"""
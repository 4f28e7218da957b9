//! Read side: bonding-curve pools created by a wallet, with best-effort
//! token metadata.
//!
//! Pools come from `getProgramAccounts` on the curve program; metadata comes
//! from a token registry, one request per pool, all in flight together. A
//! failed metadata lookup only drops that pool's `tokenInfo`.

use std::str::FromStr;
use std::sync::Arc;

use async_trait::async_trait;
use futures::future::join_all;
use reqwest::Client;
use serde::{Deserialize, Serialize};
use serde_with::{serde_as, DisplayFromStr};
use solana_account_decoder_client_types::UiAccountEncoding;
use solana_client::{
    nonblocking::rpc_client::RpcClient,
    rpc_config::{RpcAccountInfoConfig, RpcProgramAccountsConfig},
    rpc_filter::{Memcmp, MemcmpEncodedBytes, RpcFilterType},
};
use solana_sdk::{commitment_config::CommitmentConfig, pubkey::Pubkey};
use tracing::{debug, warn};

use crate::error::{Error, Result};
use crate::state::{
    parse_virtual_pool, virtual_pool_discriminator, VirtualPoolState, CREATOR_OFFSET,
    DBC_PROGRAM_ID, VIRTUAL_POOL_LEN,
};

/// Default token registry.
pub const DEFAULT_TOKEN_API_URL: &str = "https://datapi.jup.ag";

// ─── Types ────────────────────────────────────────────────────────────────────

/// Display metadata for a pool's base token.
#[derive(Debug, Clone, PartialEq, Eq, Serialize, Deserialize)]
pub struct TokenMetadata {
    pub name:     String,
    pub symbol:   String,
    #[serde(default, skip_serializing_if = "Option::is_none")]
    pub icon:     Option<String>,
    pub decimals: u8,
    #[serde(default, skip_serializing_if = "Option::is_none")]
    pub website:  Option<String>,
    #[serde(default, skip_serializing_if = "Option::is_none")]
    pub twitter:  Option<String>,
    #[serde(default, skip_serializing_if = "Option::is_none")]
    pub telegram: Option<String>,
}

/// One pool in a listing.
#[serde_as]
#[derive(Debug, Clone, Serialize)]
#[serde(rename_all = "camelCase")]
pub struct PoolEntry {
    #[serde_as(as = "DisplayFromStr")]
    pub public_key: Pubkey,
    #[serde(skip_serializing_if = "Option::is_none")]
    pub token_info: Option<TokenMetadata>,
    pub account:    VirtualPoolState,
}

/// `list_pools_by_creator` result.
#[derive(Debug, Clone, Serialize)]
#[serde(rename_all = "camelCase")]
pub struct CreatorPools {
    pub success:    bool,
    pub creator:    String,
    pub pool_count: usize,
    pub pools:      Vec<PoolEntry>,
}

// ─── Sources ──────────────────────────────────────────────────────────────────

/// Where pool accounts come from.
#[async_trait]
pub trait PoolSource: Send + Sync {
    async fn pools_by_creator(&self, creator: &Pubkey) -> Result<Vec<(Pubkey, VirtualPoolState)>>;
}

/// Where token metadata comes from.
#[async_trait]
pub trait TokenMetadataSource: Send + Sync {
    /// `Ok(None)` when the registry does not know the mint.
    async fn token_metadata(&self, mint: &Pubkey) -> Result<Option<TokenMetadata>>;
}

/// `getProgramAccounts` against the curve program, filtered by discriminator
/// and creator.
pub struct RpcPoolSource {
    rpc_url:    String,
    program_id: Pubkey,
}

impl RpcPoolSource {
    pub fn new(rpc_url: impl Into<String>) -> Self {
        Self {
            rpc_url:    rpc_url.into(),
            program_id: Pubkey::from_str(DBC_PROGRAM_ID).expect("valid program ID constant"),
        }
    }

    pub fn with_program_id(mut self, program_id: Pubkey) -> Self {
        self.program_id = program_id;
        self
    }

    pub fn program_id(&self) -> Pubkey {
        self.program_id
    }

    fn rpc(&self) -> RpcClient {
        RpcClient::new_with_commitment(self.rpc_url.clone(), CommitmentConfig::confirmed())
    }
}

#[async_trait]
impl PoolSource for RpcPoolSource {
    async fn pools_by_creator(&self, creator: &Pubkey) -> Result<Vec<(Pubkey, VirtualPoolState)>> {
        let config = RpcProgramAccountsConfig {
            filters: Some(vec![
                RpcFilterType::DataSize(VIRTUAL_POOL_LEN as u64),
                RpcFilterType::Memcmp(Memcmp::new(
                    0,
                    MemcmpEncodedBytes::Bytes(virtual_pool_discriminator().to_vec()),
                )),
                RpcFilterType::Memcmp(Memcmp::new(
                    CREATOR_OFFSET,
                    MemcmpEncodedBytes::Bytes(creator.to_bytes().to_vec()),
                )),
            ]),
            account_config: RpcAccountInfoConfig {
                encoding: Some(UiAccountEncoding::Base64),
                ..Default::default()
            },
            ..Default::default()
        };

        let raw = self
            .rpc()
            .get_program_accounts_with_config(&self.program_id, config)
            .await?;

        Ok(raw
            .into_iter()
            .filter_map(|(pk, acc)| match parse_virtual_pool(&acc.data) {
                Ok(pool) => Some((pk, pool)),
                Err(e) => {
                    debug!(pool = %pk, error = %e, "skipping unparsable pool account");
                    None
                }
            })
            .collect())
    }
}

/// Jupiter token API (`GET {base}/v1/pools?assetIds=<mint>`).
pub struct JupiterTokenClient {
    client:   Client,
    base_url: String,
}

#[derive(Deserialize)]
struct JupiterPoolsResponse {
    #[serde(default)]
    pools: Vec<JupiterPool>,
}

#[derive(Deserialize)]
#[serde(rename_all = "camelCase")]
struct JupiterPool {
    base_asset: Option<TokenMetadata>,
}

impl JupiterTokenClient {
    pub fn new(base_url: impl Into<String>) -> Self {
        Self { client: Client::new(), base_url: base_url.into() }
    }
}

impl Default for JupiterTokenClient {
    fn default() -> Self {
        Self::new(DEFAULT_TOKEN_API_URL)
    }
}

#[async_trait]
impl TokenMetadataSource for JupiterTokenClient {
    async fn token_metadata(&self, mint: &Pubkey) -> Result<Option<TokenMetadata>> {
        let url = format!("{}/v1/pools", self.base_url.trim_end_matches('/'));
        let response: JupiterPoolsResponse = self
            .client
            .get(url)
            .query(&[("assetIds", mint.to_string())])
            .send()
            .await?
            .error_for_status()?
            .json()
            .await?;
        Ok(response.pools.into_iter().next().and_then(|p| p.base_asset))
    }
}

// ─── Reader ───────────────────────────────────────────────────────────────────

pub struct PoolDirectoryReader {
    pools:    Arc<dyn PoolSource>,
    metadata: Arc<dyn TokenMetadataSource>,
}

impl PoolDirectoryReader {
    pub fn new(pools: Arc<dyn PoolSource>, metadata: Arc<dyn TokenMetadataSource>) -> Self {
        Self { pools, metadata }
    }

    /// All pools created by `creator`, in source order, each enriched with
    /// token metadata where available.
    pub async fn list_pools_by_creator(&self, creator: &str) -> Result<CreatorPools> {
        let creator = creator.trim();
        let creator_key =
            Pubkey::from_str(creator).map_err(|_| Error::InvalidAddress(creator.to_string()))?;

        let pools = self.pools.pools_by_creator(&creator_key).await?;
        debug!(creator = %creator_key, count = pools.len(), "pools fetched");

        let enriched = join_all(pools.into_iter().map(|(public_key, account)| async move {
            let token_info = self.enrich(&account.base_mint).await;
            PoolEntry { public_key, token_info, account }
        }))
        .await;

        Ok(CreatorPools {
            success:    true,
            creator:    creator.to_string(),
            pool_count: enriched.len(),
            pools:      enriched,
        })
    }

    async fn enrich(&self, mint: &Pubkey) -> Option<TokenMetadata> {
        match self.metadata.token_metadata(mint).await {
            Ok(info) => info,
            Err(e) => {
                let e = Error::MetadataEnrichment { mint: mint.to_string(), reason: e.to_string() };
                warn!(error = %e, "continuing without token info");
                None
            }
        }
    }
}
"""
What the task requires.
Find and copy each line above holding "PoolEntry".

Your solution.
pub struct PoolEntry {
    pub pools:      Vec<PoolEntry>,
            PoolEntry { public_key, token_info, account }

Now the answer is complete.